After a little poking around, I found the extruct package that seems to be one of the most mature in the Python world for extracting from web pages the different ways that schema.org properties can be found. I immediately ran into an issue with exploring dynamic systems like ScienceBase and NOAA One Stop where the pages are rendered with a partial client-side Javascript process that writes contents. A simple use of requests to pull contents didn't work, so I had to re-learn about selenium. That introduces some dependencies on an instantiation of a web browser on whatever machine is running this and access to drivers, which is going to be a pain if we wanted to set up an eventual instantiation of this with something like AWS Lambda. But that's a problem for another day.
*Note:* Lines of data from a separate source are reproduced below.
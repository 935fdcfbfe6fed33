use std::fs::{File, OpenOptions};
use std::io::{Read, Seek, SeekFrom, Write};
use std::path::{Path, PathBuf};

/// A file holding a single full snapshot. Every save rewrites the content in
/// place: seek to the start, write, truncate, fsync. The previous snapshot is
/// only gone once the new one is durable.
pub struct SnapFile {
    path: PathBuf,
    file: File,
}

impl SnapFile {
    pub fn open(path: &Path) -> std::io::Result<Self> {
        if let Some(parent) = path.parent() {
            std::fs::create_dir_all(parent)?;
        }
        let file = OpenOptions::new()
            .read(true)
            .write(true)
            .create(true)
            .open(path)?;
        Ok(Self {
            path: path.to_owned(),
            file,
        })
    }

    pub fn path(&self) -> &Path {
        &self.path
    }

    /// Read back the whole current snapshot.
    pub fn load(&mut self) -> std::io::Result<String> {
        let mut buf = String::new();
        self.file.seek(SeekFrom::Start(0))?;
        self.file.read_to_string(&mut buf)?;
        Ok(buf)
    }

    /// Replace the snapshot. Durable when this returns Ok.
    pub fn save(&mut self, content: &[u8]) -> std::io::Result<()> {
        self.file.seek(SeekFrom::Start(0))?;
        self.file.write_all(content)?;
        self.file.set_len(content.len() as u64)?;
        self.file.sync_all()
    }
}

#[cfg(test)]
mod tests {
    use super::*;

    #[test]
    fn save_shrinks_previous_content() {
        let dir = tempfile::tempdir().unwrap();
        let path = dir.path().join("snap");

        let mut f = SnapFile::open(&path).unwrap();
        f.save(b"a long first snapshot").unwrap();
        f.save(b"short").unwrap();
        assert_eq!(f.load().unwrap(), "short");

        // Reopening must see the last snapshot only
        let mut f2 = SnapFile::open(&path).unwrap();
        assert_eq!(f2.load().unwrap(), "short");
    }
}
async fn handle_client<S>(ctx: ClientContext, stream: S) -> Result<()>
where
    S: tokio::io::AsyncRead + tokio::io::AsyncWrite + Unpin,
{
    let (rd, mut wr) = tokio::io::split(stream);
    let mut rd = BufReader::new(rd);

    send_line(&mut wr, "* OK IMAP4rev1 Pluto ready").await?;

    // Pre-auth dialog, ends with a successful LOGIN or the client leaving
    let (login_tag, who) = loop {
        let line = match read_client_line(&mut rd).await? {
            Some(line) => line,
            None => return Ok(()),
        };
        let Some((tag, rest)) = split_tag(&line) else {
            send_line(&mut wr, "* BAD Invalid command line").await?;
            continue;
        };
        let command = match parse_command(rest) {
            Ok(c) => c,
            Err(e) => {
                send_line(&mut wr, &format!("{} BAD {}", tag, e)).await?;
                continue;
            }
        };
        match command {
            Command::Capability => {
                send_line(&mut wr, "* CAPABILITY IMAP4rev1").await?;
                send_line(&mut wr, &format!("{} OK CAPABILITY completed", tag)).await?;
            }
            Command::Noop => {
                send_line(&mut wr, &format!("{} OK NOOP completed", tag)).await?;
            }
            Command::Logout => {
                send_line(&mut wr, "* BYE Terminating connection").await?;
                send_line(&mut wr, &format!("{} OK LOGOUT completed", tag)).await?;
                return Ok(());
            }
            Command::Login { username, password } => {
                match ctx.login.login(&username, &password).await {
                    Ok(who) => break (tag.to_string(), who),
                    Err(AuthError::Failed) => {
                        send_line(&mut wr, &format!("{} NO Name and / or password wrong", tag))
                            .await?;
                    }
                    Err(AuthError::Internal(e)) => {
                        tracing::error!("authenticator failure: {}", e);
                        send_line(&mut wr, &format!("{} NO LOGIN failed", tag)).await?;
                    }
                }
            }
            _ => {
                send_line(&mut wr, &format!("{} BAD Please login first", tag)).await?;
            }
        }
    };

    // Route to the owning worker; storage is the failover twin
    let Some((worker_name, worker)) = ctx.config.worker_for_user(who.user_id) else {
        tracing::error!(user = %who.username, id = who.user_id, "no worker covers this user id");
        send_line(&mut wr, &format!("{} NO LOGIN failed", login_tag)).await?;
        return Ok(());
    };

    let mut upstream = Upstream {
        ctx: SessionCtx {
            client_id: Uuid::new_v4().to_string(),
            user: who.username.clone(),
            resp_worker: worker_name.to_string(),
            selected: None,
        },
        primary: RpcClient::new(&worker.rpc_public, ctx.connector.clone()),
        fallback: RpcClient::new(&ctx.config.storage.rpc_public, ctx.connector.clone()),
        on_fallback: false,
    };

    match upstream.prepare().await {
        Ok(()) => {
            tracing::info!(
                user = %who.username,
                worker = %worker_name,
                client = %upstream.ctx.client_id,
                "session established"
            );
            send_line(&mut wr, &format!("{} OK LOGIN completed", login_tag)).await?;
        }
        Err(e) => {
            tracing::error!("unable to prepare session anywhere: {:#}", e);
            send_line(&mut wr, "* BYE No node can serve this session").await?;
            return Ok(());
        }
    }

    let result = proxy_loop(&mut rd, &mut wr, &mut upstream).await;
    let _ = upstream.close().await;
    result
}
In this notebook, I use selenium and extruct to check out a couple examples that we might explore in this work. I pull back their different implementations of schema.org and document a number of issues I found.

In [1]:
import extruct
from selenium import webdriver

from IPython.display import display

ScienceBase, NOAA One Stop, and Data.gov are all catalogs that I happen to know have done some type of work with schema.org metadata on their landing pages. They also have interesting data that fits our overall use case. The URLs here are the main things we would be pulling back with some type of higher level search filter to get stuff of interest. I chose examples that all do have some type of mappable interface and should provide those links to us in their metadata somehow. I also did test each of these with Google's Structured Data Testing Tool to see how it renders out the information.

In [9]:
example_site_sb = 'https://www.sciencebase.gov/catalog/item/5b030c7ae4b0da30c1c1d6de'
#example_site_datagov = 'https://catalog.data.gov/dataset/epa-facility-registry-service-frs-facility-interests-dataset'
example_site_datagov = 'https://catalog.data.gov/dataset/235df488-53e1-4ebb-8a49-37134635e6ab'
example_site_noaa = 'https://data.noaa.gov/onestop/collections/details/AWbwQso3mm6hJphmMBul'

This is one of the stickier issues in this process based on how 2 of the 3 examples dynamically render their landing pages. I tested this with the chromium driver loaded into the Python virtual environment I'm working with as well, but the calling maching still needs to have an actual browser loaded and able to run. If we want to run this in a serverless context, we will have to explore other means. For now, the Firefox approach I use here works fine for testing.

In [3]:
wd = webdriver.Firefox()

## ScienceBase
In this first example, I grab up our example ScienceBase item and pull out its schema.org metadata. Things are a bit rough and not very workable for our use case here just yet. Here are a few observations:

* ScienceBase is using the very outmoded microdata approach to embedding the metadata. At the time we did the work, that really was kind of the only way to go, so it makes sense. At this point, however, it would be far more extensible to go with a JSON-LD structure.
* The content here is okay for basic discovery purposes, reflecting the long ago time when we put this into the ScienceBase infrastructure. At that time (ca. 2012ish, I think), we were really just experimenting with how well this approach would aid in our search engine optimization pursuit. It did well enough at the time.
* There is no distribution information at all in the current ScienceBase implementation, so we're basically dead in the water for our core requirement.
* There is contact information, which is one of the elements we might use for organizing the logical catalog browse list, so it will be a matter of determining whether or not the content is there to work from.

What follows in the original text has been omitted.